*Exercise*
If a line in the records below holds the word "HashSet", copy it.
*** Data supplied ***
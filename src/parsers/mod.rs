//! Static lockfile parsers.
//!
//! Every parser has the [`LockfileParser`] shape: it reads the lockfile and,
//! when given, the manifest next to it, and returns what it found together
//! with per-file error records. Parsers never fail as a whole; a broken
//! manifest still lets the lockfile contribute dependencies.

use std::collections::HashSet;
use std::path::Path;

use tracing::{debug, warn};

use crate::error::ParseError;
use crate::models::{DependencyParserError, FoundDependency, LockfileKind, Transitivity};

pub mod cargo;
pub mod composer;
pub mod golang;
pub mod gradle;
pub mod maven;
pub mod node;
pub mod python;

/// Dependencies plus the errors hit while reading them.
pub type ParserOutput = (Vec<FoundDependency>, Vec<DependencyParserError>);

/// `(lockfile, manifest) -> (dependencies, errors)`
pub type LockfileParser = fn(&Path, Option<&Path>) -> ParserOutput;

/// Names declared directly in a manifest, if one was read successfully.
pub(crate) type DirectNames = Option<HashSet<String>>;

/// Read `lockfile` and run `parse` over its content. Every returned record is
/// tagged with the lockfile path; a failure becomes a single error record.
pub(crate) fn parse_lockfile<F>(kind: LockfileKind, lockfile: &Path, parse: F) -> ParserOutput
where
    F: FnOnce(&str) -> Result<Vec<FoundDependency>, ParseError>,
{
    let result = std::fs::read_to_string(lockfile)
        .map_err(ParseError::from)
        .and_then(|content| parse(&content));

    match result {
        Ok(deps) => {
            debug!("{} dependencies in {}", deps.len(), lockfile.display());
            let deps = deps.into_iter().map(|d| d.with_lockfile(lockfile)).collect();
            (deps, Vec::new())
        }
        Err(e) => (Vec::new(), vec![parser_error(kind, lockfile, &e)]),
    }
}

/// Read the direct dependency names out of an optional manifest.
///
/// No manifest gives `None` and no error; an unreadable manifest gives `None`
/// plus an error record attributed to the manifest.
pub(crate) fn read_direct_names<F>(
    kind: LockfileKind,
    manifest: Option<&Path>,
    parse: F,
) -> (DirectNames, Vec<DependencyParserError>)
where
    F: FnOnce(&str) -> Result<HashSet<String>, ParseError>,
{
    let Some(manifest) = manifest else {
        return (None, Vec::new());
    };
    let result = std::fs::read_to_string(manifest)
        .map_err(ParseError::from)
        .and_then(|content| parse(&content));
    match result {
        Ok(names) => (Some(names), Vec::new()),
        Err(e) => (None, vec![parser_error(kind, manifest, &e)]),
    }
}

pub(crate) fn transitivity(direct: &DirectNames, name: &str) -> Transitivity {
    match direct {
        Some(names) if names.contains(name) => Transitivity::Direct,
        Some(_) => Transitivity::Transitive,
        None => Transitivity::Unknown,
    }
}

fn parser_error(kind: LockfileKind, path: &Path, e: &ParseError) -> DependencyParserError {
    warn!("Failed to parse {}: {}", path.display(), e);
    DependencyParserError {
        path: path.to_path_buf(),
        parser: kind,
        reason: e.to_string(),
        line: e.line(),
    }
}

/// Combine the outputs of a manifest read and a lockfile parse.
pub(crate) fn merge(mut output: ParserOutput, errors: Vec<DependencyParserError>) -> ParserOutput {
    output.1.extend(errors);
    output
}


#[cfg(test)]
mod tests {
    use super::testing::file_with;
    use super::*;
    use crate::models::Ecosystem;

    #[test]
    fn test_read_failure_becomes_error_record() {
        let (deps, errors) = parse_lockfile(
            LockfileKind::CargoLock,
            Path::new("/definitely/not/here/Cargo.lock"),
            |_| Ok(Vec::new()),
        );
        assert!(deps.is_empty());
        assert_eq!(errors.len(), 1);
        assert_eq!(errors[0].parser, LockfileKind::CargoLock);
    }

    #[test]
    fn test_records_are_tagged_with_lockfile() {
        let f = file_with("x");
        let (deps, errors) = parse_lockfile(LockfileKind::GoMod, f.path(), |_| {
            Ok(vec![FoundDependency::new(
                "a",
                "1",
                Ecosystem::Gomod,
                Transitivity::Direct,
            )])
        });
        assert!(errors.is_empty());
        assert_eq!(deps[0].lockfile_path.as_deref(), Some(f.path()));
    }

    #[test]
    fn test_syntax_error_keeps_line() {
        let f = file_with("x");
        let (_, errors) = parse_lockfile(LockfileKind::GoMod, f.path(), |_| {
            Err(ParseError::Syntax {
                line: 7,
                message: "bad".to_string(),
            })
        });
        assert_eq!(errors[0].line, Some(7));
    }

    #[test]
    fn test_transitivity_without_manifest_is_unknown() {
        let names: DirectNames = Some(["a".to_string()].into_iter().collect());
        assert_eq!(transitivity(&names, "a"), Transitivity::Direct);
        assert_eq!(transitivity(&names, "b"), Transitivity::Transitive);
        assert_eq!(transitivity(&None, "a"), Transitivity::Unknown);
    }
}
*** End of Data supplied ***
*Answer*
use std::collections::HashSet;
pub(crate) type DirectNames = Option<HashSet<String>>;
    F: FnOnce(&str) -> Result<HashSet<String>, ParseError>,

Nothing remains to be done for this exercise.